[Listed records Boundary: Start]

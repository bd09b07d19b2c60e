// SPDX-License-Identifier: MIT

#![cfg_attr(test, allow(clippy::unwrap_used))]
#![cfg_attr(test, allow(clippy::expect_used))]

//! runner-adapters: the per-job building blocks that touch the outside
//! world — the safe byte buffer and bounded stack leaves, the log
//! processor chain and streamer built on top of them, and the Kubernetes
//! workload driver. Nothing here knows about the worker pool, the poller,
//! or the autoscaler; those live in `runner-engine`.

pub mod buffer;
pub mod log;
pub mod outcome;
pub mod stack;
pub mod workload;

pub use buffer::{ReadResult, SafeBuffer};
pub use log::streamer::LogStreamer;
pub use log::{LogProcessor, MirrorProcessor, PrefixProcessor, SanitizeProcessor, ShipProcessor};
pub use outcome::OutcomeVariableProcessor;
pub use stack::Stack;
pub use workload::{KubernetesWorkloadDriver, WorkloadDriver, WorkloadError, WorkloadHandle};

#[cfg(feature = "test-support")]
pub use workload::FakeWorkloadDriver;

[Listed records Boundary: End]
[Listed records Boundary: Start]

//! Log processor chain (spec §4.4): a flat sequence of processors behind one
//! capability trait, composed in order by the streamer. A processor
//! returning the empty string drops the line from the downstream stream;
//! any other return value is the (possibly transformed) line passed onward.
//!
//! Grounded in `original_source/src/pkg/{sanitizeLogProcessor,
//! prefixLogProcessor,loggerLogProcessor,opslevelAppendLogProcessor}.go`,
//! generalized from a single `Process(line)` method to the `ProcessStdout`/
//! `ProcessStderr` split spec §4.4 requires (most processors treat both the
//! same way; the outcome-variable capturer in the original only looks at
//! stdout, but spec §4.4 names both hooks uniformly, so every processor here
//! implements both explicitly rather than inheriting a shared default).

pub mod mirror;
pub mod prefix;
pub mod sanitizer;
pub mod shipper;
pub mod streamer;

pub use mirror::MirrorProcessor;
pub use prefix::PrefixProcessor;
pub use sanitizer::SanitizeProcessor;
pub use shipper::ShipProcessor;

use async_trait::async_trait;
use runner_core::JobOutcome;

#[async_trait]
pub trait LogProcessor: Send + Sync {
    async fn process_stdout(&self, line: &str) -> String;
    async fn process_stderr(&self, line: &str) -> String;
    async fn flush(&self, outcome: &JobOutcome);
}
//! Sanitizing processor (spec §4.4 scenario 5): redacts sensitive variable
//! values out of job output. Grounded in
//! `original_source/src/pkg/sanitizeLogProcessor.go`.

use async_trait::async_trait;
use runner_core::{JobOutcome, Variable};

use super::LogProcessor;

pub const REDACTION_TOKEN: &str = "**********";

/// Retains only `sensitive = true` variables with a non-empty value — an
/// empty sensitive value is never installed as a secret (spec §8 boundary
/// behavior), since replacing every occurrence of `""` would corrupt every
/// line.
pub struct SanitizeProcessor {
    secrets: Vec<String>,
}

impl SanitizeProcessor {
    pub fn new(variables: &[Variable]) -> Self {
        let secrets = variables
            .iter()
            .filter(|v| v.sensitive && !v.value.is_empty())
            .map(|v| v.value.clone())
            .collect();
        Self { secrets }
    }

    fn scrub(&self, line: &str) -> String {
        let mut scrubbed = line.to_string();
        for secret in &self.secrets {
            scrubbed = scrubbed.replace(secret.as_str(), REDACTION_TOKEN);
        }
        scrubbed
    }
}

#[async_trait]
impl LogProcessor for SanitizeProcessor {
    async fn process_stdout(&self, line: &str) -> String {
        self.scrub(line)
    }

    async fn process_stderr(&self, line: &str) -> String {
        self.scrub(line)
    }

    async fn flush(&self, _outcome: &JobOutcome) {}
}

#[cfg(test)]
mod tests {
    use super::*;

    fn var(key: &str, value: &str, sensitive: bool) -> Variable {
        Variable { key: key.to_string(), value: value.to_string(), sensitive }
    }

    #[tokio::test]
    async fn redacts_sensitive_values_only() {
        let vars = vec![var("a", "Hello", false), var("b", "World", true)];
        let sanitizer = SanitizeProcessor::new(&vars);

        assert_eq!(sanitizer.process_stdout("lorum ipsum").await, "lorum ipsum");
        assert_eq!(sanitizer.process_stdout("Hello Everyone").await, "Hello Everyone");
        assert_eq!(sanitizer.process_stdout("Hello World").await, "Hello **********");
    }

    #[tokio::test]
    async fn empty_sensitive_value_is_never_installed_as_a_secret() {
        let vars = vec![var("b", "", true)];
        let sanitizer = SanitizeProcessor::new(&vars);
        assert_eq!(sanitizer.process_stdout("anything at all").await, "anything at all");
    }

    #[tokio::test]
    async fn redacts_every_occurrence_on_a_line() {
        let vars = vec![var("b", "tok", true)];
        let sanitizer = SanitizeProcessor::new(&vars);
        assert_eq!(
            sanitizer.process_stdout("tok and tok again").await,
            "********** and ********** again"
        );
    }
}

[Listed records Boundary: End]
[Listed records Boundary: Start]

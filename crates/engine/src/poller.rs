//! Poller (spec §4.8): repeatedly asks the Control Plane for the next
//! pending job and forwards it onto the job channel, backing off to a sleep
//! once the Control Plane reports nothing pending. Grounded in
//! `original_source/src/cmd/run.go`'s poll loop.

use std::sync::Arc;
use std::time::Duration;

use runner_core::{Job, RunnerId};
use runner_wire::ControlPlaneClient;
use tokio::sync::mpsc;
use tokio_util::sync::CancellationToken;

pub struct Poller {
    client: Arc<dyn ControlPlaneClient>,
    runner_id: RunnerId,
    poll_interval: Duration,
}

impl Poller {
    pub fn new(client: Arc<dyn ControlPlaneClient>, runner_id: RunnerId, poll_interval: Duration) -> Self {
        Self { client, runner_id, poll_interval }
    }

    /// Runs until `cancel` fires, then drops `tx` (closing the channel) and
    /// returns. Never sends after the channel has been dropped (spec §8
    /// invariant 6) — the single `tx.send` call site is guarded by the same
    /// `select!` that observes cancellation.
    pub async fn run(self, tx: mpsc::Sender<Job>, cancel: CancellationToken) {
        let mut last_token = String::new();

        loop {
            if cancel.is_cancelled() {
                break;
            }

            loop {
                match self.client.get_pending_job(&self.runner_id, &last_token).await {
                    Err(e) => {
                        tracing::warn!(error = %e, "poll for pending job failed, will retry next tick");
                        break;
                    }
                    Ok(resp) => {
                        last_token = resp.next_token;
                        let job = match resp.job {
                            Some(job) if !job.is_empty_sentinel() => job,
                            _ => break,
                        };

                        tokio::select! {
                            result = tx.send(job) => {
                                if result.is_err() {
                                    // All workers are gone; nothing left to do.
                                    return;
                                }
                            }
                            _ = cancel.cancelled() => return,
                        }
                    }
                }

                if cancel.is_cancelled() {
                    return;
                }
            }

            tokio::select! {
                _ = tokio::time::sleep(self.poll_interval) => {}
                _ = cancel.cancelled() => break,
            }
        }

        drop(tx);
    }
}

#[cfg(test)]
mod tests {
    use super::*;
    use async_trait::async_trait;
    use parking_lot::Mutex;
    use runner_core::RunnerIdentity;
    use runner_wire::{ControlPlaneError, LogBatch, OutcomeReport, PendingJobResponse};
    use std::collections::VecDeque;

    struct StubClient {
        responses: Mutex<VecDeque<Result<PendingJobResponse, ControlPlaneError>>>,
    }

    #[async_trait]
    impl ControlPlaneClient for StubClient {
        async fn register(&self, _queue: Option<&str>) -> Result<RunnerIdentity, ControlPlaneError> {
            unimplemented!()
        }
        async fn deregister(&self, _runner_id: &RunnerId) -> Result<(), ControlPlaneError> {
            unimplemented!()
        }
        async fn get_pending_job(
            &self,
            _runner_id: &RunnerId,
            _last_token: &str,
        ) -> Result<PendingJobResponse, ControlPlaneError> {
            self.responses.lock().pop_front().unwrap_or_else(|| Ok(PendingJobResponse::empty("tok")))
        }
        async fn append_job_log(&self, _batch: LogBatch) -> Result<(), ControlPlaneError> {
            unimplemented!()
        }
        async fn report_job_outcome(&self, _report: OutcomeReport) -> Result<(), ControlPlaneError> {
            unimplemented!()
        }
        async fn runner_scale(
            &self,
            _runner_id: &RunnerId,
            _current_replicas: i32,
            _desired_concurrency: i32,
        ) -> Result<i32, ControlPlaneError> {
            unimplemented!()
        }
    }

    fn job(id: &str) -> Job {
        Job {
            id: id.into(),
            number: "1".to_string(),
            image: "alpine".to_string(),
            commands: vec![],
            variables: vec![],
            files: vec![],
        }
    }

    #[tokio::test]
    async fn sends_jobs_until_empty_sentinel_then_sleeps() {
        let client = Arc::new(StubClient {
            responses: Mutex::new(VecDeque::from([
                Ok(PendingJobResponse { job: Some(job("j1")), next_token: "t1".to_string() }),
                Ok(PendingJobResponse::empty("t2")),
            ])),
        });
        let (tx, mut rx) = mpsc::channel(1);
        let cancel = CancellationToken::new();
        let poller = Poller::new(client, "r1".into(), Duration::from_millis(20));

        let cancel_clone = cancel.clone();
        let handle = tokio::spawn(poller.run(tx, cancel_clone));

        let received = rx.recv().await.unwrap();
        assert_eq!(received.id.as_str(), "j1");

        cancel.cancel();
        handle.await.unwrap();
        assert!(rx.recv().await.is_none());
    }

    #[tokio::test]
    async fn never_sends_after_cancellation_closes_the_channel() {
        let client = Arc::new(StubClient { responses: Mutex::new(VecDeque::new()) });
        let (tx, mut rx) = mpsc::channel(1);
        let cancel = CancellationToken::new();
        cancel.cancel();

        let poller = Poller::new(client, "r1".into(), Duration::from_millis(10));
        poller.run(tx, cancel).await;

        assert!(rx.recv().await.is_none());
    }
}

[Listed records Boundary: End]

● **Problem description**
Please reproduce the lines from the line with "repository bd09b07d19b2c60e" to the line with "leaves, the log", both ends included, exactly as they appear above.

● **Answer**
repository bd09b07d19b2c60e
// SPDX-License-Identifier: MIT

#![cfg_attr(test, allow(clippy::unwrap_used))]
#![cfg_attr(test, allow(clippy::expect_used))]

//! runner-adapters: the per-job building blocks that touch the outside
//! world — the safe byte buffer and bounded stack leaves, the log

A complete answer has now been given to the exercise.